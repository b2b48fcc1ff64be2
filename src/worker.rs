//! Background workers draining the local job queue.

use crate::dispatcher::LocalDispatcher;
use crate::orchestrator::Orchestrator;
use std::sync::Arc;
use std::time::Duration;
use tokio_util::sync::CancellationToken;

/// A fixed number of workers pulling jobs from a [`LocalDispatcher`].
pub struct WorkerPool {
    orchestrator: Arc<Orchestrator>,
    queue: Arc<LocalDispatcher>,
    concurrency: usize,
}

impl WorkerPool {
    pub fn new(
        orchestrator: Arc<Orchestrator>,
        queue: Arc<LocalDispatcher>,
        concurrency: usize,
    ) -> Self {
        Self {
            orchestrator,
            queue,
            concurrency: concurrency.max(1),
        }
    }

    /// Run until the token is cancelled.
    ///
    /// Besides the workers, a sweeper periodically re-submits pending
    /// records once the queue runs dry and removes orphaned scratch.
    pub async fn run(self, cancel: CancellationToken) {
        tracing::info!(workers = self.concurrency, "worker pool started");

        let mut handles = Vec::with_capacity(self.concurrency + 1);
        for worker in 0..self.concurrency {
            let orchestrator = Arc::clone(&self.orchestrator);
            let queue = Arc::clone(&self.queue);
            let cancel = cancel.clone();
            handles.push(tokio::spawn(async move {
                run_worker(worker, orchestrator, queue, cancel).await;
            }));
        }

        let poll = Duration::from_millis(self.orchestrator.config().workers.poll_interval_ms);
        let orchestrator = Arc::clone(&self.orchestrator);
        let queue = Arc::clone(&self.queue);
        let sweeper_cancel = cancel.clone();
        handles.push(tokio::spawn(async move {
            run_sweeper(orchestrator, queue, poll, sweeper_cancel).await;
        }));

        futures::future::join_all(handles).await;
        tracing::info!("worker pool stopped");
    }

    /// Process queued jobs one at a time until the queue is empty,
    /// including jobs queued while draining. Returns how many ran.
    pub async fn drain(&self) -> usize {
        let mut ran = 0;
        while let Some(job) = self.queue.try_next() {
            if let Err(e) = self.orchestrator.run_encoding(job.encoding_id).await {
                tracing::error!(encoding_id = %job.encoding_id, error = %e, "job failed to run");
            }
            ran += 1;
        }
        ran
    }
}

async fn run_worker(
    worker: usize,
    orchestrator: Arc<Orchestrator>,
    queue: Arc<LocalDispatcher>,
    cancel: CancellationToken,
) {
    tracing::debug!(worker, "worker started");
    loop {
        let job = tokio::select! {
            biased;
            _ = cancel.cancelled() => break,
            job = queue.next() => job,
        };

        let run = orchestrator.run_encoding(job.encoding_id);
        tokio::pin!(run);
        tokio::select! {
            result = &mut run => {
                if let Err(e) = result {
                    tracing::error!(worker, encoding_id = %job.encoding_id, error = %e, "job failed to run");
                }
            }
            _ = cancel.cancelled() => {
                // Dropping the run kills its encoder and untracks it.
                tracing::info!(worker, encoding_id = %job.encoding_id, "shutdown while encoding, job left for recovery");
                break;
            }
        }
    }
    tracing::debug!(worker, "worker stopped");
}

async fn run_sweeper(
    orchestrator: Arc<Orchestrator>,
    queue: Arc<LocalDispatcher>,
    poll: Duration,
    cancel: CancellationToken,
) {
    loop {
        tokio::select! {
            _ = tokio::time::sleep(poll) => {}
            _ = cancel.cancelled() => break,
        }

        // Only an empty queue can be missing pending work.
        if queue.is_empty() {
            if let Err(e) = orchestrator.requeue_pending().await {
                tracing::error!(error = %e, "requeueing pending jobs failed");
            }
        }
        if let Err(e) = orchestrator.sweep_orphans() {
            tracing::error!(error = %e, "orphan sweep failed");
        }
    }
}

---

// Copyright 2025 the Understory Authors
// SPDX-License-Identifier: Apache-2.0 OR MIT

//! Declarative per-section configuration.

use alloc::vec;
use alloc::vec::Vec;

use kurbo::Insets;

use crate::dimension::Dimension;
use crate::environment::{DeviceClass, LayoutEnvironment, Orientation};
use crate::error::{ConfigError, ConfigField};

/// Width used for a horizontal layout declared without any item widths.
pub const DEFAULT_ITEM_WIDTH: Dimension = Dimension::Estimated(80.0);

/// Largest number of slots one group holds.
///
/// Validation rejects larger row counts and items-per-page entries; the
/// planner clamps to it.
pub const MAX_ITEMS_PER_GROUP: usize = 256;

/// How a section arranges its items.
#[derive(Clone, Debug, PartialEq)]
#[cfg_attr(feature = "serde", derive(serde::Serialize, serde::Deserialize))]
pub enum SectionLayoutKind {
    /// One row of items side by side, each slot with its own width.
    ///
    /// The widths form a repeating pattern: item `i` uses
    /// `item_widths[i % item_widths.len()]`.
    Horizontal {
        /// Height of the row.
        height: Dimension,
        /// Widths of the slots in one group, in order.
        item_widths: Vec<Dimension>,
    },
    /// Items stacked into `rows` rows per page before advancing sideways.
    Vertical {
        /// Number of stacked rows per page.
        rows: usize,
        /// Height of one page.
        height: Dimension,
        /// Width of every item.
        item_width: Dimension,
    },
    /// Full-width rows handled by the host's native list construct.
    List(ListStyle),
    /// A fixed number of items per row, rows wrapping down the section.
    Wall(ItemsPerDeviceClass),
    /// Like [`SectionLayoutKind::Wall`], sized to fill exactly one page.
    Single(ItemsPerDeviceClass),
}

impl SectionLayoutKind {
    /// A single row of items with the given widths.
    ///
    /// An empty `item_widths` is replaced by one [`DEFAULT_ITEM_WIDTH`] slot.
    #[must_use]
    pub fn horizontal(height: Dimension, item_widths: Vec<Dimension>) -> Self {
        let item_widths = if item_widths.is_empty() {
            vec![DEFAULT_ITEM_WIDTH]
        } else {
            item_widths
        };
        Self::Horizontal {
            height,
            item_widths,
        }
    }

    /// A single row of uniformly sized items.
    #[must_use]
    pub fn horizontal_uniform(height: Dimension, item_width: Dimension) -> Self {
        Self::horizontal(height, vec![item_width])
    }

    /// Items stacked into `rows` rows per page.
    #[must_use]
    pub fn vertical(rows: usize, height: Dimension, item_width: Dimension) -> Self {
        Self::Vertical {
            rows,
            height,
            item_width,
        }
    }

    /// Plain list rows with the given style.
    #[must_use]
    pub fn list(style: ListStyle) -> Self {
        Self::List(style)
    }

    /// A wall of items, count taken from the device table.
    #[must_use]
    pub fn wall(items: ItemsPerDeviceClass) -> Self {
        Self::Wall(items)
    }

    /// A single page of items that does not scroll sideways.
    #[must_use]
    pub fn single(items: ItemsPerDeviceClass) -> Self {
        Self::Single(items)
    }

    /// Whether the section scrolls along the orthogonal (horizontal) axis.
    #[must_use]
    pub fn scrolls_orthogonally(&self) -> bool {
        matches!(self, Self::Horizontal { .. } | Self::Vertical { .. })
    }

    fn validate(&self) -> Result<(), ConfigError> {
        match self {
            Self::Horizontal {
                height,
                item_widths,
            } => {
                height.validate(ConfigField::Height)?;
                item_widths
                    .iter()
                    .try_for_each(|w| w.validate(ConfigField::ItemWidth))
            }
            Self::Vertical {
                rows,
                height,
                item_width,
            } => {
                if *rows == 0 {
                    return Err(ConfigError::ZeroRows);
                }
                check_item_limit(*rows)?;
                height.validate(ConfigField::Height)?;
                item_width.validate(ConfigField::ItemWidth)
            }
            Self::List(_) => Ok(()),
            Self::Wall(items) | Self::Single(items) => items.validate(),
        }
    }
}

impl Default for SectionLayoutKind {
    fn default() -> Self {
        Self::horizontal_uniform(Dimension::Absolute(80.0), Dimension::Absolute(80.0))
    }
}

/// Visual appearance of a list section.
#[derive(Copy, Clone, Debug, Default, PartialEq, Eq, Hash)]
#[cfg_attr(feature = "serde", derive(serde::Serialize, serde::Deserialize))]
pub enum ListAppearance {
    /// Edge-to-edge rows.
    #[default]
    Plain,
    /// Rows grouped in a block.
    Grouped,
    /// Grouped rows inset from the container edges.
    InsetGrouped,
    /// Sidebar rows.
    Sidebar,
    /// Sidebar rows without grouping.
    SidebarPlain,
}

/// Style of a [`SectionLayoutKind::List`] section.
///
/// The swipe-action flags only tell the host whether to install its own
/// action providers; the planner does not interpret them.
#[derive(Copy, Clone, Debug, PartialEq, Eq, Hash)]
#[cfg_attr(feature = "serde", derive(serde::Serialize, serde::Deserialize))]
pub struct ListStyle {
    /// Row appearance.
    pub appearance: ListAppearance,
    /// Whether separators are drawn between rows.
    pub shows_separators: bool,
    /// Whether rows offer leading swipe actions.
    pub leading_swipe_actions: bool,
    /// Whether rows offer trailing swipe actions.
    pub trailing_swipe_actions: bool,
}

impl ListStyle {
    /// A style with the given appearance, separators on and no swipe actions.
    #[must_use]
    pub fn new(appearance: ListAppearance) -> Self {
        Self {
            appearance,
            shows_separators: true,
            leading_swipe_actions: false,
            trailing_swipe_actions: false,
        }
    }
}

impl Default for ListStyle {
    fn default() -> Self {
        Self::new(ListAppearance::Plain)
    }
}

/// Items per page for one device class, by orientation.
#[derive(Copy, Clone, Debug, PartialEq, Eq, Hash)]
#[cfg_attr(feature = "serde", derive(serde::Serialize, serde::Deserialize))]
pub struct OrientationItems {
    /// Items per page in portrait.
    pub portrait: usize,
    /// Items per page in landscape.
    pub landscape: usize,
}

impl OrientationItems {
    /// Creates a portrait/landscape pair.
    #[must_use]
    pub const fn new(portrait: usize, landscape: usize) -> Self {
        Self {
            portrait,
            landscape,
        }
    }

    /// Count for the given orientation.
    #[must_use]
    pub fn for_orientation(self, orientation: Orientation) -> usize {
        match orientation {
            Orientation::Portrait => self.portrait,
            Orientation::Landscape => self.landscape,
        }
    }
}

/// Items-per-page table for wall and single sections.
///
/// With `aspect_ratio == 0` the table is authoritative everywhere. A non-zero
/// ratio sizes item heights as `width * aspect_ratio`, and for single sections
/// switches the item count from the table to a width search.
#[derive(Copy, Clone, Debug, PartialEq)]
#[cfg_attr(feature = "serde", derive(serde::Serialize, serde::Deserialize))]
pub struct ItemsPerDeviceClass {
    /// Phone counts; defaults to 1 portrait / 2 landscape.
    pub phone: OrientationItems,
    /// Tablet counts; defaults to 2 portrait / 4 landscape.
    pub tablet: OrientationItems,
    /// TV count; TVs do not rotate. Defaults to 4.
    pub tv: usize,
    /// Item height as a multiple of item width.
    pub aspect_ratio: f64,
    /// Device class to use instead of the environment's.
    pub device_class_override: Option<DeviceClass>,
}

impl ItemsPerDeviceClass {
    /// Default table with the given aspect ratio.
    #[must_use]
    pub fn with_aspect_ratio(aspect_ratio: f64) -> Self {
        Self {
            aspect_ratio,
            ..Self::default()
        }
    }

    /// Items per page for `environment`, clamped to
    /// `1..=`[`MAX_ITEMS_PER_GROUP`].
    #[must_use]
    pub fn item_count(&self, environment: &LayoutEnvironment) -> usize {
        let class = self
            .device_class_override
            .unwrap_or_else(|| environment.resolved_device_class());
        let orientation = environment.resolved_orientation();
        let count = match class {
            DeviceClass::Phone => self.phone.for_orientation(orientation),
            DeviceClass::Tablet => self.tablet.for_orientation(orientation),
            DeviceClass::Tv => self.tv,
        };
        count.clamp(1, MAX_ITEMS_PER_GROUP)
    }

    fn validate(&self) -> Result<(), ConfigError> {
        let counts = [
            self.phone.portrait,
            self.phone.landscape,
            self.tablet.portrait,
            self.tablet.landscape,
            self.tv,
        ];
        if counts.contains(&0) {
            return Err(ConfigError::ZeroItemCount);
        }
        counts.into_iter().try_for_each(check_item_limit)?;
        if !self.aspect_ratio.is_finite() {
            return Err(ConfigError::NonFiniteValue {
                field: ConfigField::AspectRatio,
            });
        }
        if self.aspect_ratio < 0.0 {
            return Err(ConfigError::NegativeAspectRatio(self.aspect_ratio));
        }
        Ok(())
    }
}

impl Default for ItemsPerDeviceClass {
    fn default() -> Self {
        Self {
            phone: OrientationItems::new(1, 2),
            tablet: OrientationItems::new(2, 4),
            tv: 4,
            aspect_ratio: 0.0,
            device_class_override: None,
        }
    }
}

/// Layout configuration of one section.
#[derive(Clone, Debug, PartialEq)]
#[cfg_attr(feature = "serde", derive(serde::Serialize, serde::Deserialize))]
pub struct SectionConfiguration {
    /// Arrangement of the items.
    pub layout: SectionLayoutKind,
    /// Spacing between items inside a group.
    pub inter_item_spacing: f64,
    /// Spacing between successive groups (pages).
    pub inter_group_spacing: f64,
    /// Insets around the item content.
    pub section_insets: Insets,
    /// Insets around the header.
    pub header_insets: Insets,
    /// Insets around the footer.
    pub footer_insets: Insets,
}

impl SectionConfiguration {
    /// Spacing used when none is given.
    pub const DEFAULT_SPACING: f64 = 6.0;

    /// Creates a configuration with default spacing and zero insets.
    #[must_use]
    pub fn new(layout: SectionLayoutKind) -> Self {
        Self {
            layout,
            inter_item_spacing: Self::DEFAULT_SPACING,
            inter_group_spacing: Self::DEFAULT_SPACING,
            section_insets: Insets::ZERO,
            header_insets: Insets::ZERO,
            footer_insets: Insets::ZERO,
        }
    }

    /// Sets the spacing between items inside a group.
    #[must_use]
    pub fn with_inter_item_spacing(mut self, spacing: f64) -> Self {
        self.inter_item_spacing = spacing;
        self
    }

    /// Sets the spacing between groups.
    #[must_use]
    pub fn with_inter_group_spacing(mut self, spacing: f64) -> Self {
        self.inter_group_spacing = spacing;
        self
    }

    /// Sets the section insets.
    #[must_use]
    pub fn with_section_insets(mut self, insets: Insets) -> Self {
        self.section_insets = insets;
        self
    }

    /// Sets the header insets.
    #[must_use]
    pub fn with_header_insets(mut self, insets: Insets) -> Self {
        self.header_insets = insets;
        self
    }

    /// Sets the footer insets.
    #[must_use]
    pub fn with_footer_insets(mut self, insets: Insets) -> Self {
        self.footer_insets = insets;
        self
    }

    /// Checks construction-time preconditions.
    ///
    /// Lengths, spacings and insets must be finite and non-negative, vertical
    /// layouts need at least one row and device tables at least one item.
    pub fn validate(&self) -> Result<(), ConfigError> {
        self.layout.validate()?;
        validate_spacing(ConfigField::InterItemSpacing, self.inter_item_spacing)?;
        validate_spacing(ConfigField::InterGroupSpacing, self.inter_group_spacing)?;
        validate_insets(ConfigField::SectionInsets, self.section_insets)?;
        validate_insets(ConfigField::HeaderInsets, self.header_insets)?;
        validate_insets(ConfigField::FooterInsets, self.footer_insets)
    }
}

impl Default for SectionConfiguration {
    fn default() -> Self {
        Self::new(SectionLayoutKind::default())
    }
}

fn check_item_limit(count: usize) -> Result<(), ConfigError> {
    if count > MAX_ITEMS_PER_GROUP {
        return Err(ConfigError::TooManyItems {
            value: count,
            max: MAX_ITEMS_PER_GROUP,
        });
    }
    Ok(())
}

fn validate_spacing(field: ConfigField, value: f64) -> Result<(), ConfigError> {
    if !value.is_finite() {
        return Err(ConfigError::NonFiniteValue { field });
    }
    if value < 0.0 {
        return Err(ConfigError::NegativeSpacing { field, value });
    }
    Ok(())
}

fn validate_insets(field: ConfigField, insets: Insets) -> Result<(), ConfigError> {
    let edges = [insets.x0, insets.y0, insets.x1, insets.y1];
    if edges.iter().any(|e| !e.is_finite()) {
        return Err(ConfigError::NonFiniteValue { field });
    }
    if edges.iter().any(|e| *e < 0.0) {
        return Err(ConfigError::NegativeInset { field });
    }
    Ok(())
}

...

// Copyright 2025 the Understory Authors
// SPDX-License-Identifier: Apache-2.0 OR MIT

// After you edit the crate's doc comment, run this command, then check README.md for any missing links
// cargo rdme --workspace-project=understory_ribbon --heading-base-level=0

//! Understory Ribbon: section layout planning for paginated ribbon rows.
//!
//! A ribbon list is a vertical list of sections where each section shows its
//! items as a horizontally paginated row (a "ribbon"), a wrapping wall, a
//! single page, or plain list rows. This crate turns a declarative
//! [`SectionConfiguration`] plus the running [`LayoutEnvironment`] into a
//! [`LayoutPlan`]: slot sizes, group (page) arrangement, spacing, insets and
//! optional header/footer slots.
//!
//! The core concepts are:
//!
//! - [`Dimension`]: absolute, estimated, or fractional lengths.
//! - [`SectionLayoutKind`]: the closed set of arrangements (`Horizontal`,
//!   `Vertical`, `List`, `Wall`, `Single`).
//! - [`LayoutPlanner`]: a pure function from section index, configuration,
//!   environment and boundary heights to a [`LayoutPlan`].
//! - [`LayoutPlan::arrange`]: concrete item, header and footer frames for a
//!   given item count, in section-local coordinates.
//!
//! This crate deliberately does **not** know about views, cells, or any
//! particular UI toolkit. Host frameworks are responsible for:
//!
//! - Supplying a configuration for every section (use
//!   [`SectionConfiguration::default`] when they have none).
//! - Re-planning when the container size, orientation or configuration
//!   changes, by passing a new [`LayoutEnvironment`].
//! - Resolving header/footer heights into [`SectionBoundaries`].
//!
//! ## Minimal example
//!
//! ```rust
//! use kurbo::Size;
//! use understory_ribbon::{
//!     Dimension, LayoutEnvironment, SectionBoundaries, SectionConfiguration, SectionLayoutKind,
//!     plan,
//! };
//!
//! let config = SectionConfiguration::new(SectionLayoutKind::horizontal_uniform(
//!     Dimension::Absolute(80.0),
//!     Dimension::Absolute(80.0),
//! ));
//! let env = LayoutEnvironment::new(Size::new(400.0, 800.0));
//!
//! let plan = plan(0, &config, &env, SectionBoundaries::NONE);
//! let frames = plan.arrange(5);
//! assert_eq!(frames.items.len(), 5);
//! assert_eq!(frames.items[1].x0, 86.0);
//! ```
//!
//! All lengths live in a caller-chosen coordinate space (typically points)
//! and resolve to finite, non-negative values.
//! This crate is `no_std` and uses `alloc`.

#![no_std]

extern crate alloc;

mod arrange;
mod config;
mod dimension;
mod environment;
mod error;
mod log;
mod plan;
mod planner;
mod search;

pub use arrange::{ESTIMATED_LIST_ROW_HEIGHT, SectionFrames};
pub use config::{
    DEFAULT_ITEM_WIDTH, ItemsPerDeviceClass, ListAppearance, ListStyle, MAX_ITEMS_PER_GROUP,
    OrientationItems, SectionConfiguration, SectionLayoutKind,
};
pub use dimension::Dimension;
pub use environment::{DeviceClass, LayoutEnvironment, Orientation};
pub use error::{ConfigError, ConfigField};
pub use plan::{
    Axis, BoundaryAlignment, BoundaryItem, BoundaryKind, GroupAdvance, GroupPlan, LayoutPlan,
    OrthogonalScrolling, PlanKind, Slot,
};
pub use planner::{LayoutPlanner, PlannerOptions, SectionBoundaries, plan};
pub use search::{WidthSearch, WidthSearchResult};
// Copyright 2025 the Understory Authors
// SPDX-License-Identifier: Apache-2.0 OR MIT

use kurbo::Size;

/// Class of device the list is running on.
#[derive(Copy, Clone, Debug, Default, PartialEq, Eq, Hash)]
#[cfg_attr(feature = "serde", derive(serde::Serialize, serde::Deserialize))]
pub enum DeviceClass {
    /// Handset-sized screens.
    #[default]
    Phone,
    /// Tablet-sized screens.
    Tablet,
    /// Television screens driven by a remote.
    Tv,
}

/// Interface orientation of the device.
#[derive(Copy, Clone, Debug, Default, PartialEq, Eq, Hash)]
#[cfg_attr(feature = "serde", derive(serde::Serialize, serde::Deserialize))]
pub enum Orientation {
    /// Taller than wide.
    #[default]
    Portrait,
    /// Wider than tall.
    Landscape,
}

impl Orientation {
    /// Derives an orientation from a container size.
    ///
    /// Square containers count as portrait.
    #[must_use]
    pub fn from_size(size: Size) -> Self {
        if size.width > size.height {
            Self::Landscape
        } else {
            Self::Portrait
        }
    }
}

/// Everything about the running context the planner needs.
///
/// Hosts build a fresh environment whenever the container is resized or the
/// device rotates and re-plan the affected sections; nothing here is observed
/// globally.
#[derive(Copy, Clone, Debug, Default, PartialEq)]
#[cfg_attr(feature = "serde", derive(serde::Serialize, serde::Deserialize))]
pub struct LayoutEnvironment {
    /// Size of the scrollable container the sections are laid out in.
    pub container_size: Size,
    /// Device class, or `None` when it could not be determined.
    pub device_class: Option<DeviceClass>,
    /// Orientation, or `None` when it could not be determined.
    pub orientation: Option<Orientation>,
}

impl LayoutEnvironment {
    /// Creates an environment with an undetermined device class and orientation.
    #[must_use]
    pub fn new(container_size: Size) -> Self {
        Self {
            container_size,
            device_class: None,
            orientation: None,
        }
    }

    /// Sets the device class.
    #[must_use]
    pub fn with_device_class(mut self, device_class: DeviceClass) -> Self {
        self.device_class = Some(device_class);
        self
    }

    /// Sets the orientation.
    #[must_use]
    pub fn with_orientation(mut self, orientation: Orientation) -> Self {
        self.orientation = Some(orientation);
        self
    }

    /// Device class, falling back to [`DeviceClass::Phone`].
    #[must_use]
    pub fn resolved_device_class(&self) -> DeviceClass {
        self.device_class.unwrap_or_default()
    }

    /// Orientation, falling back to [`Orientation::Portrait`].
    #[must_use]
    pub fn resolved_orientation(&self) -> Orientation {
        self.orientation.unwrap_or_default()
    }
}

Work required -> The answer is the number of lines in the preceding material that hold "while"; write that number and nothing else.

Task output -> 3